だがそのやり取りを見ていたリュカだけがただ一人、首を捻っていた。
(過保護って……この小さい板の上に二人乗りすることが危ないからさせたくないってことか?あんなに自在にフラッデルを扱えるのに?……っていうか……そうか、二人乗りが嫌なのか?)
レオンもロイもイリスを大事に想っていることは、出会って間もないリュカにも見ていてよく分かる。だが、レオンとロイの「イリスを大事に想う」は同じではないようだ。
気付いた瞬間、リュカの口からは言葉が零れ落ちていた。
「あ、なるほど!レオンはイリスのことが――」
言いかけて、またしてもリュカはロイによって口を塞がれ、レオンには今度は思い切り腹を殴られていた。ロイが「今度は間に合った」と安堵の息を吐いている。

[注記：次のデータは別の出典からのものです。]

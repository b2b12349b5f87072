//! Vector store trait definition

use std::fmt::Debug;

use async_trait::async_trait;

use super::{SearchOutcome, VectorRecord};
use crate::domain::DomainError;

/// Key namespace for vector records
pub const VECTOR_KEY_PREFIX: &str = "vec:";

/// Storage and nearest-match search over vector records
#[async_trait]
pub trait VectorStore: Send + Sync + Debug {
    /// Persist a record under its id, overwriting any previous record
    async fn add(&self, record: VectorRecord) -> Result<(), DomainError>;

    /// Find the stored record most similar to `query` whose similarity is at
    /// least `threshold`. Ties keep the first record reaching the maximum.
    async fn search(&self, query: &[f32], threshold: f32) -> Result<SearchOutcome, DomainError>;
}
//! Redis key-value store implementation

use std::fmt;
use std::sync::atomic::{AtomicBool, Ordering};
use std::sync::Arc;
use std::time::Duration;

use async_trait::async_trait;
use redis::aio::ConnectionManager;
use redis::{AsyncCommands, Client, Script};
use tracing::info;

use crate::domain::store::{HashRecord, KeyValueStore, WindowCount};
use crate::domain::DomainError;

/// INCR the window counter, arm its expiry on the first hit, and compare
/// against the limit in one server-side step. The counter stops at
/// `limit + 1`; DECR keeps the TTL in place.
///
/// Returns `{allowed, count, ttl}`.
const FIXED_WINDOW_SCRIPT: &str = r#"
local current = redis.call('INCR', KEYS[1])
if current == 1 then
    redis.call('EXPIRE', KEYS[1], ARGV[2])
end
local ceiling = tonumber(ARGV[1]) + 1
if current > ceiling then
    current = redis.call('DECR', KEYS[1])
end
local ttl = redis.call('TTL', KEYS[1])
if ttl < 0 then
    redis.call('EXPIRE', KEYS[1], ARGV[2])
    ttl = tonumber(ARGV[2])
end
if current > tonumber(ARGV[1]) then
    return {0, current, ttl}
end
return {1, current, ttl}
"#;

/// Configuration for the Redis store
#[derive(Debug, Clone)]
pub struct RedisStoreConfig {
    /// Redis connection URL (e.g., "redis://127.0.0.1:6379")
    pub url: String,
    /// Batch size hint for SCAN
    pub scan_count: usize,
}

impl Default for RedisStoreConfig {
    fn default() -> Self {
        Self {
            url: "redis://127.0.0.1:6379".to_string(),
            scan_count: 100,
        }
    }
}

impl RedisStoreConfig {
    pub fn new(url: impl Into<String>) -> Self {
        Self {
            url: url.into(),
            ..Default::default()
        }
    }

    pub fn with_scan_count(mut self, count: usize) -> Self {
        self.scan_count = count.max(1);
        self
    }
}

/// Redis-backed store
///
/// The `ConnectionManager` multiplexes one connection and reconnects on
/// failure; clones share it. The socket is released when the last clone is
/// dropped, and `close` makes every clone refuse further commands.
#[derive(Clone)]
pub struct RedisStore {
    connection: ConnectionManager,
    window_script: Script,
    config: RedisStoreConfig,
    closed: Arc<AtomicBool>,
}

impl fmt::Debug for RedisStore {
    fn fmt(&self, f: &mut fmt::Formatter<'_>) -> fmt::Result {
        f.debug_struct("RedisStore")
            .field("config", &self.config)
            .field("connection", &"<ConnectionManager>")
            .finish()
    }
}

impl RedisStore {
    /// Opens a managed connection to Redis
    pub async fn new(config: RedisStoreConfig) -> Result<Self, DomainError> {
        let client = Client::open(config.url.as_str())
            .map_err(|e| DomainError::store(format!("Failed to create Redis client: {}", e)))?;

        let connection = ConnectionManager::new(client)
            .await
            .map_err(|e| DomainError::store(format!("Failed to connect to Redis: {}", e)))?;

        Ok(Self {
            connection,
            window_script: Script::new(FIXED_WINDOW_SCRIPT),
            config,
            closed: Arc::new(AtomicBool::new(false)),
        })
    }

    pub async fn with_url(url: impl Into<String>) -> Result<Self, DomainError> {
        Self::new(RedisStoreConfig::new(url)).await
    }

    fn connection(&self) -> Result<ConnectionManager, DomainError> {
        if self.closed.load(Ordering::Acquire) {
            return Err(DomainError::store("Redis store is closed"));
        }
        Ok(self.connection.clone())
    }
}

fn ttl_secs(ttl: Duration) -> u64 {
    ttl.as_secs().max(1)
}

#[async_trait]
impl KeyValueStore for RedisStore {
    async fn get(&self, key: &str) -> Result<Option<String>, DomainError> {
        let mut conn = self.connection()?;

        conn.get(key)
            .await
            .map_err(|e| DomainError::store(format!("Failed to get key '{}': {}", key, e)))
    }

    async fn set_ex(&self, key: &str, value: &str, ttl: Duration) -> Result<(), DomainError> {
        let mut conn = self.connection()?;

        let _: () = conn
            .set_ex(key, value, ttl_secs(ttl))
            .await
            .map_err(|e| DomainError::store(format!("Failed to set key '{}': {}", key, e)))?;

        Ok(())
    }

    async fn hset(&self, key: &str, fields: &[(&str, &[u8])]) -> Result<(), DomainError> {
        if fields.is_empty() {
            return Ok(());
        }

        let mut conn = self.connection()?;
        let mut cmd = redis::cmd("HSET");
        cmd.arg(key);

        for (name, value) in fields {
            cmd.arg(*name).arg(*value);
        }

        cmd.query_async::<()>(&mut conn)
            .await
            .map_err(|e| DomainError::store(format!("Failed to write hash '{}': {}", key, e)))
    }

    async fn hgetall(&self, key: &str) -> Result<HashRecord, DomainError> {
        let mut conn = self.connection()?;

        conn.hgetall(key)
            .await
            .map_err(|e| DomainError::store(format!("Failed to read hash '{}': {}", key, e)))
    }

    async fn expire(&self, key: &str, ttl: Duration) -> Result<bool, DomainError> {
        let mut conn = self.connection()?;

        conn.expire(key, ttl_secs(ttl) as i64).await.map_err(|e| {
            DomainError::store(format!("Failed to update TTL for key '{}': {}", key, e))
        })
    }

    async fn keys(&self, pattern: &str) -> Result<Vec<String>, DomainError> {
        let mut conn = self.connection()?;
        let mut cursor = 0u64;
        let mut found = Vec::new();

        loop {
            let (next, batch): (u64, Vec<String>) = redis::cmd("SCAN")
                .arg(cursor)
                .arg("MATCH")
                .arg(pattern)
                .arg("COUNT")
                .arg(self.config.scan_count)
                .query_async(&mut conn)
                .await
                .map_err(|e| {
                    DomainError::store(format!(
                        "Failed to scan keys with pattern '{}': {}",
                        pattern, e
                    ))
                })?;

            found.extend(batch);
            cursor = next;

            if cursor == 0 {
                break;
            }
        }

        // SCAN may return a key more than once across iterations
        found.sort();
        found.dedup();

        Ok(found)
    }

    async fn increment_window(
        &self,
        key: &str,
        limit: u64,
        window: Duration,
    ) -> Result<WindowCount, DomainError> {
        let mut conn = self.connection()?;

        let (allowed, count, ttl): (i64, i64, i64) = self
            .window_script
            .key(key)
            .arg(limit)
            .arg(ttl_secs(window))
            .invoke_async(&mut conn)
            .await
            .map_err(|e| {
                DomainError::store(format!("Rate limit script failed for '{}': {}", key, e))
            })?;

        Ok(WindowCount {
            count: count.max(0) as u64,
            allowed: allowed == 1,
            reset_in: Duration::from_secs(ttl.max(0) as u64),
        })
    }

    async fn ping(&self) -> Result<(), DomainError> {
        let mut conn = self.connection()?;

        redis::cmd("PING")
            .query_async::<String>(&mut conn)
            .await
            .map_err(|e| DomainError::store(format!("Redis ping failed: {}", e)))?;

        Ok(())
    }

    async fn flush(&self) -> Result<(), DomainError> {
        let mut conn = self.connection()?;

        redis::cmd("FLUSHDB")
            .query_async::<()>(&mut conn)
            .await
            .map_err(|e| DomainError::store(format!("Failed to flush database: {}", e)))
    }

    async fn close(&self) -> Result<(), DomainError> {
        if !self.closed.swap(true, Ordering::AcqRel) {
            info!(url = %redact_url(&self.config.url), "Closed Redis store");
        }
        Ok(())
    }
}

/// Drop credentials from a connection URL before logging it
fn redact_url(url: &str) -> String {
    match url.split_once("://") {
        Some((scheme, rest)) => match rest.rsplit_once('@') {
            Some((_, host)) => format!("{}://***@{}", scheme, host),
            None => url.to_string(),
        },
        None => url.to_string(),
    }
}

当のイリスはというと、鈍感なのか聞こえていなかったのか、よく分かっていない様子でただただこの一連のやり取りに戸惑っているだけだった。
口を塞いで言葉を遮ることに成功したんだから、レオンからのこの仕打ちは無くても良かったんじゃないかと思わずにはいられなかったが、思ったことを直ぐ口に出してしまう自分の悪い癖が出たことは分かっていたので、リュカは今度は殴られたことに関して文句は言わずにいることにした。
失言をした自覚はあったのだ。それはもう、大いにあった。
(ほんと、重ね重ね申し訳ない……)
リュカは心の中で、地に頭を擦りつける勢いで盛大に謝罪を繰り返していた。